Pedro Sánchez habla largo, tendido, engolado y furioso de sus altísimos ideales socialistas que le obligan a sacrificarse y a seguir en La Moncloa y, por otra parte, los analistas hablan de su afán de poder que le lleva a aferrarse al sillón. Pero sobran indicios de que la corrupción le atañe muy de cerca y, desde luego, es muy raro imaginar que sus más estrechos colaboradores, todos, estaban trincando y que él no sabía nada de nada, pobrecillo.

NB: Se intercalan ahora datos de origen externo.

//! Application configuration and constants.
//!
//! This module provides:
//! - Configuration constants (timeouts, limits, meta tag preference lists)
//! - CLI option types and parsing

mod constants;
mod types;

// Re-export all constants
pub use constants::*;
pub use types::{Config, ExtractionMode, LogFormat, LogLevel};
//! URL syntax validation for free-text tokens.

use url::{Host, Url};

use crate::config::{MAX_TOKEN_URL_LENGTH, URL_TOKEN_SCHEMES};

/// Parses a token that may lack a scheme.
///
/// Tokens without `://` are parsed as if prefixed by `http://`. Protocol-relative
/// tokens (`//host`) are not accepted here; see `repair_scheme`.
pub(crate) fn parse_loose(token: &str) -> Option<Url> {
    if token.contains("://") {
        Url::parse(token).ok()
    } else if token.starts_with("//") {
        None
    } else {
        Url::parse(&format!("http://{token}")).ok()
    }
}

/// Checks whether a token is a syntactically valid URL.
///
/// No network access or DNS resolution is involved. A token is a URL when:
/// - it is non-empty, at most `MAX_TOKEN_URL_LENGTH` characters, and has no whitespace
/// - it is neither a `mailto:` link nor an email address
/// - its scheme, if given, is one of `URL_TOKEN_SCHEMES`
/// - its host is an IP address, or a domain with a top-level label (see `is_valid_domain`)
///
/// # Examples
///
/// ```
/// use profile_extract::classify::is_url;
///
/// assert!(is_url("zach.dev"));
/// assert!(is_url("https://github.com/zach"));
/// assert!(is_url("my_site.example.com"));
/// assert!(!is_url("@sarasanchezgt"));
/// assert!(!is_url("hello@gmail.com"));
/// ```
pub fn is_url(token: &str) -> bool {
    if token.is_empty()
        || token.len() > MAX_TOKEN_URL_LENGTH
        || token.chars().any(char::is_whitespace)
        || token.to_ascii_lowercase().starts_with("mailto:")
        || super::entities::is_email(token)
    {
        return false;
    }

    let Some(parsed) = parse_loose(token) else {
        return false;
    };

    if !URL_TOKEN_SCHEMES.contains(&parsed.scheme()) {
        return false;
    }

    match parsed.host() {
        Some(Host::Domain(domain)) => is_valid_domain(domain),
        // The WHATWG parser turns bare numbers ("123") into IPv4 hosts;
        // only a literal dotted quad in the token counts as an IP.
        Some(Host::Ipv4(ip)) => token.contains(&ip.to_string()),
        Some(Host::Ipv6(_)) => true,
        None => false,
    }
}

/// Checks the labels of an (already lowercased, punycoded) domain.
///
/// Labels are 1-63 characters of ASCII alphanumerics, `-` and `_`, and do not
/// start or end with `-`. The last label is alphabetic with at least two
/// characters, or a punycode `xn--` label. One trailing dot is tolerated.
fn is_valid_domain(domain: &str) -> bool {
    let domain = domain.strip_suffix('.').unwrap_or(domain);
    let labels: Vec<&str> = domain.split('.').collect();
    if labels.len() < 2 {
        return false;
    }

    let labels_ok = labels.iter().all(|label| {
        !label.is_empty()
            && label.len() <= 63
            && !label.starts_with('-')
            && !label.ends_with('-')
            && label
                .chars()
                .all(|c| c.is_ascii_alphanumeric() || c == '-' || c == '_')
    });
    if !labels_ok {
        return false;
    }

    let tld = labels[labels.len() - 1];
    tld.starts_with("xn--") || (tld.len() >= 2 && tld.chars().all(|c| c.is_ascii_alphabetic()))
}

/// Splits free text on whitespace and keeps the tokens that are URLs, in text order.
pub fn text_to_urls(text: &str) -> Vec<String> {
    text.split_whitespace()
        .map(str::trim)
        .filter(|token| is_url(token))
        .map(str::to_string)
        .collect()
}

/// Gives protocol-relative URLs (`//cdn.example.com/logo.png`) an `https:` scheme.
///
/// Any other input is returned trimmed and otherwise unchanged.
pub fn repair_scheme(candidate: &str) -> String {
    let candidate = candidate.trim();
    if candidate.starts_with("//") {
        format!("https:{candidate}")
    } else {
        candidate.to_string()
    }
}
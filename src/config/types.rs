//! Command-line configuration.

use clap::{Parser, ValueEnum};

use crate::config::constants::{DEFAULT_TIMEOUT_SECS, DEFAULT_USER_AGENT};

/// `--log-level` values.
#[derive(Clone, Debug, ValueEnum)]
pub enum LogLevel {
    Error,
    Warn,
    Info,
    Debug,
    Trace,
}

impl From<LogLevel> for log::LevelFilter {
    fn from(l: LogLevel) -> Self {
        match l {
            LogLevel::Error => log::LevelFilter::Error,
            LogLevel::Warn => log::LevelFilter::Warn,
            LogLevel::Info => log::LevelFilter::Info,
            LogLevel::Debug => log::LevelFilter::Debug,
            LogLevel::Trace => log::LevelFilter::Trace,
        }
    }
}

/// `--log-format` values. Either way, logs go to stderr.
#[derive(Clone, Debug, ValueEnum)]
pub enum LogFormat {
    /// Colored single-line records
    Plain,
    /// One JSON object per line
    Json,
}

/// Which aggregate to build from the fetched page.
#[derive(Clone, Copy, Debug, PartialEq, Eq, ValueEnum)]
pub enum ExtractionMode {
    /// Social profile page: profile fields plus accounts, websites and
    /// entities found in the bio
    Social,
    /// Company site: names, contact details, address, logos and sameAs profiles
    Company,
}

/// Command-line options and configuration.
///
/// This struct is generated by `clap` from the field attributes and can also be
/// constructed programmatically through `Default`.
///
/// # Examples
///
/// ```bash
/// # Social profile (default mode)
/// profile_extract https://twitter.com/zach
///
/// # Company site with pretty output
/// profile_extract https://acme.example --mode company --pretty
/// ```
#[derive(Debug, Clone, Parser)]
#[command(
    name = "profile_extract",
    about = "Fetches a page and extracts profile and company metadata as JSON."
)]
pub struct Config {
    /// Fully-qualified URL of the page to analyze (must include http:// or https://)
    #[arg(env = "PROFILE_EXTRACT_URL")]
    pub url: Option<String>,

    /// Extraction mode: social|company
    #[arg(long, value_enum, default_value_t = ExtractionMode::Social)]
    pub mode: ExtractionMode,

    /// Per-request timeout in seconds
    #[arg(long, default_value_t = DEFAULT_TIMEOUT_SECS)]
    pub timeout_seconds: u64,

    /// HTTP User-Agent header value
    #[arg(long, default_value = DEFAULT_USER_AGENT)]
    pub user_agent: String,

    /// Log level: error|warn|info|debug|trace
    #[arg(long, value_enum, default_value_t = LogLevel::Info)]
    pub log_level: LogLevel,

    /// Log format: plain|json
    #[arg(long, value_enum, default_value_t = LogFormat::Plain)]
    pub log_format: LogFormat,

    /// Pretty-print the result JSON
    #[arg(long)]
    pub pretty: bool,
}

impl Default for Config {
    fn default() -> Self {
        Self {
            url: None,
            mode: ExtractionMode::Social,
            timeout_seconds: DEFAULT_TIMEOUT_SECS,
            user_agent: DEFAULT_USER_AGENT.to_string(),
            log_level: LogLevel::Info,
            log_format: LogFormat::Plain,
            pretty: false,
        }
    }
}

Lo que sabe cualquier escolar es que meter la mano en los dineros de las mordidas y coquetear con las comisiones de Venezuela y amparar y promover sinvergüenzas más pronto que tarde termina cuestionando a un político y a una política. Sánchez, aunque es doctor así así, es capaz de entender lo que sabe cualquier escolar. Si sus altísimos ideales progresistas fueran tan importantes o incluso si su erótica del poder le impeliese tanto, ¿cómo no ha puesto coto a la corrupción? Hay algo que no cuadra. Un asceta del poder no se lo juega todo a la ruleta por la pasta. Ni un fanático de su ideología la malbarata por unos negocietes turbios.
¿O sí?
Cuando escribí Gracia de Cristo, un ensayo sobre la ironía y el humor de Jesús en los Evangelios, caí, sobre todo, en las genialidades del Maestro. Una de ellas, que nos pasa desapercibida, es considerar que en el mundo sólo existen dos señores: «Entre la costumbre de haberlo oído tanto y el capitalismo dentro del que vivimos, nos perdemos la potente provocación de estas palabras del Señor: «Nadie puede servir a dos señores […] no podéis servir a Dios y a las riquezas». En los tiempos evangélicos imperaban Roma, el César, el procurador, los cónsules, los tribunos, los Herodes de todos los tamaños, los grandes latifundistas… El Señor los ignora soberanamente. También al diablo. Sólo hay dos señores dignos de entablar un pulso en el alma de cada persona: el dinero y Dios. El silencio que dedica a los señores simultáneos y superpuestos es una obra superior de la sátira y de la teoría política».
Jesucristo es más fino aún que san Agustín, como es lógico. El de Hipona dijo algo muy parecido cuando en La Ciudad de Dios establece que sólo hay dos posibilidades. O la ciudad fundada por el amor a Dios o la ciudad terrena fundada por el amor a uno mismo. Pero es más sutil Jesús, porque en el servicio al dinero los servidores terminan humillándose, arrastrando por el suelo su honor, su prestigio y su dignidad. Aman mucho más al dinero que a sí mismos. El dinero es su amante y su amado. Al dinero se humillan como a la majestad. El dinero es del mundo el gran agitador.
Y, por supuesto, lo aman más que a su ideología, sea cual sea, y más que a sus mismas ansias vanidosas de gloria. Sánchez, tras su victoria, podría haber seguido llevando a España por el camino de sus pulsiones de poder o sus principios. Pero sin querer servir a Dios ha terminado inapelablemente sirviendo al único otro señor en liza: el dinero. Y así están los juzgados, los informes de la UCO y el bullicio del enjambre de las grabaciones. No podemos decir que no se nos avisara: sin Dios, el otro señor, es el dinero. Hace veinte siglos largos que lo sabemos. Nuevas exclusivas periodísticas nos lo confirmarán.